Weighted by free-float market capitalization, the CSI Photovoltaic Industry Index comprehensively contains 50 most representative China A-shares companies, capturing the performance of the whole PV industry chain from upstream to downstream. Rebalanced semi-annually, the index invariably ensures the most representative PV-related stock inclusion. 8 As the end of 31 March, 2021, the index has market cap of RMB 1.568 trillion and return of 100.84% over the prior 12 months. 9

To live smarter, healthier and greener has always been the development theme of human beings. As a leading ETF issuer in Hong Kong, CSOP not only provides ETFs/ETPs satisfying investors’ basic investment demands for asset allocation and trading, but also acts as a pioneer portraying the future of investment. The launch of 3134.HK is one of the strokes CSOP has been making to draw the blueprint of human future.

“Among the future thematic ETFs CSOP launched, CSOP Hang Seng TECH Index ETF (3033.HK) and CSOP Yinhua CSI 5G Communications Theme ETF (3193.HK) 10 outline how human can live smarter; CSOP Huatai-Pinebridge CSI Photovoltaic Industry ETF (3134.HK) maps out in which human can live greener; and there will be more CSOP ETFs coming to the market, enabling investors to envisage the future of human beings,” says Melody He, Managing Director, Head of Business Development and Product Strategy & Solutions.

-End-

About CSOP Asset Management Limited

CSOP Asset Management Limited (“CSOP”) was founded in 2008 as the first offshore asset manager set up by a regulated asset management company in China. With a dedicated focus on China investing, CSOP manages public and private funds, as well as providing investment advisory services to Asian and global investors. In addition, CSOP is best known as an ETF leader in Asia. As of 31 March 2021, CSOP has more than USD 10 billion in assets under management.

For further information, please contact
CSOP Asset Management Limited
Larry Wang / 3406 5613 / larry.wang@csopasset.com
Tina Shu/ 3406 5675/ tina.shu@csopasset.com

This material has not been reviewed by the Securities and Futures Commission.
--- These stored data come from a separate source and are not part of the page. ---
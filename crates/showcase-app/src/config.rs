// crates/showcase-app/src/config.rs
// Page configuration, read from an embedded JSON block

use serde::{Deserialize, Serialize};
use showcase_types::DEFAULT_MAX_QUOTE_CHARS;

use crate::error::{Result, WidgetError};
use crate::fragments::{FragmentSource, default_fragments};

/// Id of the `<script type="application/json">` element holding the config
pub const CONFIG_ELEMENT_ID: &str = "showcase-config";

// ═══════════════════════════════════════
// TOP LEVEL
// ═══════════════════════════════════════

/// Widget configuration for one page. Every field is optional in JSON.
#[derive(Debug, Clone, Serialize, Deserialize, PartialEq)]
#[serde(default)]
pub struct ShowcaseConfig {
    pub log_level: String,
    pub smooth_scroll: bool,
    pub carousel: CarouselConfig,
    pub slider: SliderConfig,
    pub fragments: Vec<FragmentSource>,
}

impl Default for ShowcaseConfig {
    fn default() -> Self {
        Self {
            log_level: "info".to_string(),
            smooth_scroll: true,
            carousel: CarouselConfig::default(),
            slider: SliderConfig::default(),
            fragments: default_fragments(),
        }
    }
}

impl ShowcaseConfig {
    pub fn from_json(json: &str) -> Result<Self> {
        let config: Self =
            serde_json::from_str(json).map_err(|e| WidgetError::Config(e.to_string()))?;
        Ok(config.sanitized())
    }

    /// Zero-length timer periods replaced by their defaults
    pub fn sanitized(mut self) -> Self {
        self.carousel = self.carousel.sanitized();
        self.slider = self.slider.sanitized();
        self
    }

    /// Parsed log level, falling back to `Info` for unknown names
    pub fn log_level(&self) -> log::Level {
        self.log_level.trim().parse().unwrap_or(log::Level::Info)
    }
}

// ═══════════════════════════════════════
// CAROUSEL
// ═══════════════════════════════════════

#[derive(Debug, Clone, Serialize, Deserialize, PartialEq)]
#[serde(default)]
pub struct CarouselConfig {
    pub selectors: CarouselSelectors,
    /// Auto-rotate period on wide viewports
    pub rotate_interval_ms: u32,
    pub medium_interval_ms: u32,
    pub narrow_interval_ms: u32,
    pub medium_max_width: f64,
    pub narrow_max_width: f64,
    /// Quiet period after interaction before auto-rotation resumes
    pub inactivity_delay_ms: u32,
    /// Horizontal travel a swipe must exceed to navigate
    pub swipe_min_distance: f64,
    /// Travel after which a gesture is classified as horizontal or vertical
    pub swipe_lock_distance: f64,
    pub max_quote_chars: usize,
    /// Window events that count as user activity
    pub activity_events: Vec<String>,
}

impl Default for CarouselConfig {
    fn default() -> Self {
        Self {
            selectors: CarouselSelectors::default(),
            rotate_interval_ms: 5000,
            medium_interval_ms: 5500,
            narrow_interval_ms: 6000,
            medium_max_width: 768.0,
            narrow_max_width: 480.0,
            inactivity_delay_ms: 3000,
            swipe_min_distance: 50.0,
            swipe_lock_distance: 10.0,
            max_quote_chars: DEFAULT_MAX_QUOTE_CHARS,
            activity_events: vec!["scroll".to_string(), "keydown".to_string(), "wheel".to_string()],
        }
    }
}

impl CarouselConfig {
    /// A zero period would fire the browser timer back to back, so every
    /// zero timing falls back to its default.
    pub fn sanitized(mut self) -> Self {
        let defaults = Self::default();
        for (name, value, default) in [
            ("rotate_interval_ms", &mut self.rotate_interval_ms, defaults.rotate_interval_ms),
            ("medium_interval_ms", &mut self.medium_interval_ms, defaults.medium_interval_ms),
            ("narrow_interval_ms", &mut self.narrow_interval_ms, defaults.narrow_interval_ms),
            ("inactivity_delay_ms", &mut self.inactivity_delay_ms, defaults.inactivity_delay_ms),
        ] {
            if *value == 0 {
                log::warn!("carousel.{} must be positive, using {}", name, default);
                *value = default;
            }
        }
        self
    }

    /// Auto-rotate period for a viewport of `width` CSS pixels
    pub fn interval_for_width(&self, width: f64) -> u32 {
        if width <= self.narrow_max_width {
            self.narrow_interval_ms
        } else if width <= self.medium_max_width {
            self.medium_interval_ms
        } else {
            self.rotate_interval_ms
        }
    }
}

/// Selectors for the carousel regions. `mount` is queried on the document,
/// the rest inside the mount.
#[derive(Debug, Clone, Serialize, Deserialize, PartialEq, Eq)]
#[serde(default)]
pub struct CarouselSelectors {
    pub mount: String,
    pub quote: String,
    pub author: String,
    pub context: String,
    pub nav: String,
    pub prev: String,
    pub next: String,
    pub dots: String,
}

impl Default for CarouselSelectors {
    fn default() -> Self {
        Self {
            mount: ".review-carousel".to_string(),
            quote: ".review-quote".to_string(),
            author: ".review-author".to_string(),
            context: ".review-context".to_string(),
            nav: ".carousel-nav".to_string(),
            prev: ".carousel-prev".to_string(),
            next: ".carousel-next".to_string(),
            dots: ".carousel-dots".to_string(),
        }
    }
}

// ═══════════════════════════════════════
// SLIDER
// ═══════════════════════════════════════

#[derive(Debug, Clone, Serialize, Deserialize, PartialEq)]
#[serde(default)]
pub struct SliderConfig {
    pub container: String,
    pub after_image: String,
    pub handle: String,
    pub demo_enabled: bool,
    pub demo_delay_ms: u32,
    pub demo_step_ms: u32,
    pub demo_duration_ms: u32,
    pub demo_step: f64,
    pub demo_min: f64,
    pub demo_max: f64,
}

impl Default for SliderConfig {
    fn default() -> Self {
        Self {
            container: ".image-slider".to_string(),
            after_image: ".after-image".to_string(),
            handle: ".slider-handle".to_string(),
            demo_enabled: true,
            demo_delay_ms: 1000,
            demo_step_ms: 100,
            demo_duration_ms: 5000,
            demo_step: 2.0,
            demo_min: 20.0,
            demo_max: 80.0,
        }
    }
}

impl SliderConfig {
    pub fn sanitized(mut self) -> Self {
        if self.demo_step_ms == 0 {
            let default = Self::default().demo_step_ms;
            log::warn!("slider.demo_step_ms must be positive, using {}", default);
            self.demo_step_ms = default;
        }
        self
    }
}

#[cfg(test)]
mod tests {
    use super::*;

    #[test]
    fn test_default_config() {
        let config = ShowcaseConfig::default();
        assert_eq!(config.carousel.rotate_interval_ms, 5000);
        assert_eq!(config.carousel.inactivity_delay_ms, 3000);
        assert_eq!(config.fragments.len(), 3);
        assert!(config.smooth_scroll);
        assert_eq!(config.log_level(), log::Level::Info);
    }

    #[test]
    fn test_partial_json_fills_defaults() {
        let json = r##"{
            "log_level": "debug",
            "carousel": { "rotate_interval_ms": 7000, "selectors": { "mount": "#reviews" } }
        }"##;
        let config = ShowcaseConfig::from_json(json).unwrap();
        assert_eq!(config.log_level(), log::Level::Debug);
        assert_eq!(config.carousel.rotate_interval_ms, 7000);
        assert_eq!(config.carousel.narrow_interval_ms, 6000);
        assert_eq!(config.carousel.selectors.mount, "#reviews");
        assert_eq!(config.carousel.selectors.quote, ".review-quote");
        assert_eq!(config.slider, SliderConfig::default());
    }

    #[test]
    fn test_zero_intervals_fall_back_to_defaults() {
        let json = r#"{
            "carousel": { "rotate_interval_ms": 0, "narrow_interval_ms": 0, "medium_interval_ms": 4000 },
            "slider": { "demo_step_ms": 0 }
        }"#;
        let config = ShowcaseConfig::from_json(json).unwrap();
        assert_eq!(config.carousel.rotate_interval_ms, 5000);
        assert_eq!(config.carousel.narrow_interval_ms, 6000);
        assert_eq!(config.carousel.medium_interval_ms, 4000);
        assert_eq!(config.slider.demo_step_ms, 100);
    }

    #[test]
    fn test_zero_inactivity_delay_falls_back() {
        let config = CarouselConfig {
            inactivity_delay_ms: 0,
            ..Default::default()
        };
        let config = config.sanitized();
        assert_eq!(config.inactivity_delay_ms, 3000);
        assert_eq!(config, CarouselConfig::default());
    }

    #[test]
    fn test_malformed_json_is_config_error() {
        let err = ShowcaseConfig::from_json("{ not json").unwrap_err();
        assert!(matches!(err, WidgetError::Config(_)));
    }

    #[test]
    fn test_unknown_log_level_falls_back() {
        let config = ShowcaseConfig {
            log_level: "chatty".to_string(),
            ..Default::default()
        };
        assert_eq!(config.log_level(), log::Level::Info);
    }

    #[test]
    fn test_interval_for_width() {
        let config = CarouselConfig::default();
        assert_eq!(config.interval_for_width(375.0), 6000);
        assert_eq!(config.interval_for_width(480.0), 6000);
        assert_eq!(config.interval_for_width(600.0), 5500);
        assert_eq!(config.interval_for_width(768.0), 5500);
        assert_eq!(config.interval_for_width(1440.0), 5000);
    }
}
Issuer: CSOP Asset Management Limited

Please refer to the offering documents for the index provider disclaimer.

IMPORTANT: Investment involves risks. Investment value may rise or fall. Past performance information presented is not indicative of future performance. Investors should refer to the Prospectus and the Product Key Facts Statement for further details, including product features and risk factors. Investors should not base on this material alone to make investment decisions.

The CSOP Huatai-PineBridge CSI Photovoltaic Industry ETF (the “ Sub-Fund ”) is a sub-fund of the CSOP ETF Series OFC (“ Company ”), which is a public umbrella open-ended fund company established under Hong Kong law with variable capital with limited liability and segregated liability between sub-funds. The Sub-Fund is a passively managed index tracking exchange traded fund (“ ETF ”) authorised under Chapters 7 and 8.6 of the Code on Unit Trusts and Mutual Funds. The shares of the Sub-Fund (the “ Shares ”) are traded on the Stock Exchange of Hong Kong Limited (the “ SEHK ”) like stocks.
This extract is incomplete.